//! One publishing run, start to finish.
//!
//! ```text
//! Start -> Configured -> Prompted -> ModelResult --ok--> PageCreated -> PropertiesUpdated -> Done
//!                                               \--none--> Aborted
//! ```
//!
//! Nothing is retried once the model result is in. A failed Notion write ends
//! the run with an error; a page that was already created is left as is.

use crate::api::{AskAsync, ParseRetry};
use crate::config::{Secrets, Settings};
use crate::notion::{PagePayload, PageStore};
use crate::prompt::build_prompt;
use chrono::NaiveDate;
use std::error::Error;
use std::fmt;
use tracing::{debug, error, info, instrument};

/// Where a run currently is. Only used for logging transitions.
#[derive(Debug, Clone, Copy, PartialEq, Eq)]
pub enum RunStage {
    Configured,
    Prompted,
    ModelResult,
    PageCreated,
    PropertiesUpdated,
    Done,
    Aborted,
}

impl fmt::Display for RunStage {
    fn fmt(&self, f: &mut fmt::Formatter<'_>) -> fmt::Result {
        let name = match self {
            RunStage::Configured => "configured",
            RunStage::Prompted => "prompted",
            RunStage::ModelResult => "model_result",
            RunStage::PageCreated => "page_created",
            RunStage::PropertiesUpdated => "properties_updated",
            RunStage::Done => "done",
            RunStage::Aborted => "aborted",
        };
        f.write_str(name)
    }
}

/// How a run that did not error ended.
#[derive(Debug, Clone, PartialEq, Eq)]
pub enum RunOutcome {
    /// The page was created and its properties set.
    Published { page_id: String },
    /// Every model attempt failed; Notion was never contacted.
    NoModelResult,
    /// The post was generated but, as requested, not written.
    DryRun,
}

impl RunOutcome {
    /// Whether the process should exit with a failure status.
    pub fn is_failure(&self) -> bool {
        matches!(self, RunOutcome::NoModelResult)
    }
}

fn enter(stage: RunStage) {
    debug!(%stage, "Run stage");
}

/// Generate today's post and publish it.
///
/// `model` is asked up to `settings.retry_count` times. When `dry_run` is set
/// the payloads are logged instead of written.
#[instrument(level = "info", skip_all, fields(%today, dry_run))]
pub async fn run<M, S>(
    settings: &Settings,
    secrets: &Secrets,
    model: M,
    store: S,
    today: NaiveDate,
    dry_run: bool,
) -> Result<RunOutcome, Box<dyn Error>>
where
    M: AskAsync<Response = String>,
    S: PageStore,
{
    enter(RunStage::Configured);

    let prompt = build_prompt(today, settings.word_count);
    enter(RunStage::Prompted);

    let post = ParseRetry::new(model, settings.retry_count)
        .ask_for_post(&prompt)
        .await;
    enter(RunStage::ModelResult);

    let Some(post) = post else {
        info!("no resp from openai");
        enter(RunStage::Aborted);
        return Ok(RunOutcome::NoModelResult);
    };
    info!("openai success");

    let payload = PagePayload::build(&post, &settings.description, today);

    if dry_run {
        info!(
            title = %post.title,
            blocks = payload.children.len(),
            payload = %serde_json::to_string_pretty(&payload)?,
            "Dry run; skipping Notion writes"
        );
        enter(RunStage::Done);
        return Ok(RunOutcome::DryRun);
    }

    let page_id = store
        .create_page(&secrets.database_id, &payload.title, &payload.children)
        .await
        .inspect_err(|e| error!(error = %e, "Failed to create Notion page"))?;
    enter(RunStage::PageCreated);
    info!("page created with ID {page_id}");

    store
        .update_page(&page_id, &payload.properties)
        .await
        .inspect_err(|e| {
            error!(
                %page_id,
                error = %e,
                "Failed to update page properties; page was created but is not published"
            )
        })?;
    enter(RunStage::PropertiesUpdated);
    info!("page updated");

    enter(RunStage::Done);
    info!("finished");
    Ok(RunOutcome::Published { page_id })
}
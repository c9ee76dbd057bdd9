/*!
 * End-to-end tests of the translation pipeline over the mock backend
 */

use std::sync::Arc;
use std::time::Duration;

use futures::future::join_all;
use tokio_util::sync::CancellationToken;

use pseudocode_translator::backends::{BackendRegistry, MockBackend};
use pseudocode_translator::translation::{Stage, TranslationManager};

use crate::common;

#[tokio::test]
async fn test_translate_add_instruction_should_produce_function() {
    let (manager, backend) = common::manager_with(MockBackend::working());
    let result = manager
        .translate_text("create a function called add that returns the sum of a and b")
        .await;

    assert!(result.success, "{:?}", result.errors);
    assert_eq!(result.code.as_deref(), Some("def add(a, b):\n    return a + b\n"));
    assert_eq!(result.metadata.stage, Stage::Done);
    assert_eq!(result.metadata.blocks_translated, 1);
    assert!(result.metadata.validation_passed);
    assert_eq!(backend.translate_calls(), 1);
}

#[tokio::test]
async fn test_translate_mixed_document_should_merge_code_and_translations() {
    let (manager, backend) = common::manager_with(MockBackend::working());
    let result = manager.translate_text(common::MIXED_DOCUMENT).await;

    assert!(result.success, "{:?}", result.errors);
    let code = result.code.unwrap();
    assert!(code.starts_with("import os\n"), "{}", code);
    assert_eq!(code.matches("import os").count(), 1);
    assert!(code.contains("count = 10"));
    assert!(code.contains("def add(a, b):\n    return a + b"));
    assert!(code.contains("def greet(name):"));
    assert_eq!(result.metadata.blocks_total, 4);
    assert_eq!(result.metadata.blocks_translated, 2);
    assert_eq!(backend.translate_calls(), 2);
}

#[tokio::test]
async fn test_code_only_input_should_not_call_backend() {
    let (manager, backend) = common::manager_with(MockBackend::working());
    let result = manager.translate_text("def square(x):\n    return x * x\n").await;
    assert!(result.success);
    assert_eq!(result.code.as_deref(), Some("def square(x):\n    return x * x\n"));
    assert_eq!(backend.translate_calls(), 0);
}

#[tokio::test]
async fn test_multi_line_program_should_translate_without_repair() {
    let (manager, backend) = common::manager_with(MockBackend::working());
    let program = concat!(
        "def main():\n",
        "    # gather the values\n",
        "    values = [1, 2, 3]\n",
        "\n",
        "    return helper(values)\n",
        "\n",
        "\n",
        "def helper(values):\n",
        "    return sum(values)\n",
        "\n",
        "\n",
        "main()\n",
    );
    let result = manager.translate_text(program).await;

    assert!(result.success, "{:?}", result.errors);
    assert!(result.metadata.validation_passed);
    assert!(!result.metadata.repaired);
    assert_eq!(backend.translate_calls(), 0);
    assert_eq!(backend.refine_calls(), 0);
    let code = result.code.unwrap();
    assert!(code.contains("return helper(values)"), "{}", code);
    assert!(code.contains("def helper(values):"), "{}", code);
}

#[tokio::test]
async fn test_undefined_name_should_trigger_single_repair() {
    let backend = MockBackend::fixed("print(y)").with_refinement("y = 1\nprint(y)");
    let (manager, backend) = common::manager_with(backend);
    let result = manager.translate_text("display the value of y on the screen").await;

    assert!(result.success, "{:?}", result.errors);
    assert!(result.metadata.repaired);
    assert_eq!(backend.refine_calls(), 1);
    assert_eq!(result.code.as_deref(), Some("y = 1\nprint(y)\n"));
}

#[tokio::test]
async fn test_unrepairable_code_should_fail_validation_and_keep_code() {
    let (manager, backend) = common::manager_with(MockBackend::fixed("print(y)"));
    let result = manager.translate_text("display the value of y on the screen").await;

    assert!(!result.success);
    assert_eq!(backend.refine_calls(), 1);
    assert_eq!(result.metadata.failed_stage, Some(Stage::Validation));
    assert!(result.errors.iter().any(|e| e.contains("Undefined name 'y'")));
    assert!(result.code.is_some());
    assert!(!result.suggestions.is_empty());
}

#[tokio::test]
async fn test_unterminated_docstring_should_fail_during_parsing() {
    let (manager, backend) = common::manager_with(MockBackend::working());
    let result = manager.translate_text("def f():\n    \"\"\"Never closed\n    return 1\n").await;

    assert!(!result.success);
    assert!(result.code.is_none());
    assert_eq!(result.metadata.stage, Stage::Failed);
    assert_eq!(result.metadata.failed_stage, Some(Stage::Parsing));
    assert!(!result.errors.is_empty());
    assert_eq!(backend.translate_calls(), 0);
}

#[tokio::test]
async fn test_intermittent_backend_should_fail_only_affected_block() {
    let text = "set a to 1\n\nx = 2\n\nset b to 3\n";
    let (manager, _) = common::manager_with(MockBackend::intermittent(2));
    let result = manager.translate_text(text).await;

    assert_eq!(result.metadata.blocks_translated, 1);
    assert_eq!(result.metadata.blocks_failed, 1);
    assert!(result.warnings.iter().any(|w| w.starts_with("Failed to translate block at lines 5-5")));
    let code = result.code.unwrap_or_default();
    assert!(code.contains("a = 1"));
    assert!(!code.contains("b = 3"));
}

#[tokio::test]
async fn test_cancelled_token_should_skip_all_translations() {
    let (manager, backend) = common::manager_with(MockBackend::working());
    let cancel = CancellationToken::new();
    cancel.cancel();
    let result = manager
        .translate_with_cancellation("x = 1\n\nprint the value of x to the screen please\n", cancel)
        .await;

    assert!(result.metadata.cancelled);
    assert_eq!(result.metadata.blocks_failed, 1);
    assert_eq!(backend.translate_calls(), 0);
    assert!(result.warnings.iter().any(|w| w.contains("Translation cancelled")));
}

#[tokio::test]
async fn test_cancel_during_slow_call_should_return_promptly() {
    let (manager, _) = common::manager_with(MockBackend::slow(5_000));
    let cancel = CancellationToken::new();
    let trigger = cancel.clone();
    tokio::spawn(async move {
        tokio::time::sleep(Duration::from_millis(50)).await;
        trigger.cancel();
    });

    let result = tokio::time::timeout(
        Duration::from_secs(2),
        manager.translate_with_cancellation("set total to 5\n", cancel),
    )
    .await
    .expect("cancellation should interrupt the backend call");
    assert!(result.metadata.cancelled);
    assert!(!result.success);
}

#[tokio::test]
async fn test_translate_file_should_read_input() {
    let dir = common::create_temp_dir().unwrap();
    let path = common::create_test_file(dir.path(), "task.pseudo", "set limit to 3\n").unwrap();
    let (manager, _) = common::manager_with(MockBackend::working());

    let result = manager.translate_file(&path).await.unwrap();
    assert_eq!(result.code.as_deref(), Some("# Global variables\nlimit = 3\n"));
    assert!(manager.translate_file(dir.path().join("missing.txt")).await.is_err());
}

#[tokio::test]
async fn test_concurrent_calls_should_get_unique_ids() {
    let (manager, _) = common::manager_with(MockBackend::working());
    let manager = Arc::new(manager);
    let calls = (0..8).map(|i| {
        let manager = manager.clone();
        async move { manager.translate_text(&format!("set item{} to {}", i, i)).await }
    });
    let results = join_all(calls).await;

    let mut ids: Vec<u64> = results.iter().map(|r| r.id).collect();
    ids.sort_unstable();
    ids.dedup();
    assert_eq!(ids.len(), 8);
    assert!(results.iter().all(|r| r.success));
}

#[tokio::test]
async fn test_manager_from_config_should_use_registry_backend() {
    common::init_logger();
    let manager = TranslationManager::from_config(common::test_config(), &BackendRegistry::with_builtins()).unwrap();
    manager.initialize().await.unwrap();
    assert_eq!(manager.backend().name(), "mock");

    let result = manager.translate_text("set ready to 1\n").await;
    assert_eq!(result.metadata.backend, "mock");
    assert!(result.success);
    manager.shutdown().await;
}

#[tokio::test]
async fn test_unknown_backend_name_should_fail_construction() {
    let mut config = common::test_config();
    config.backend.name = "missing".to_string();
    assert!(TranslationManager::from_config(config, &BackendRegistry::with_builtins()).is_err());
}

ACTIVITY :: Return, from the data, each line that has the word "info" in it.

SOLUTION TO THIS EXERCISE ::
use tracing::{debug, error, info, instrument};
#[instrument(level = "info", skip_all, fields(%today, dry_run))]
        info!("no resp from openai");
    info!("openai success");
        info!(
    info!("page created with ID {page_id}");
    info!("page updated");
    info!("finished");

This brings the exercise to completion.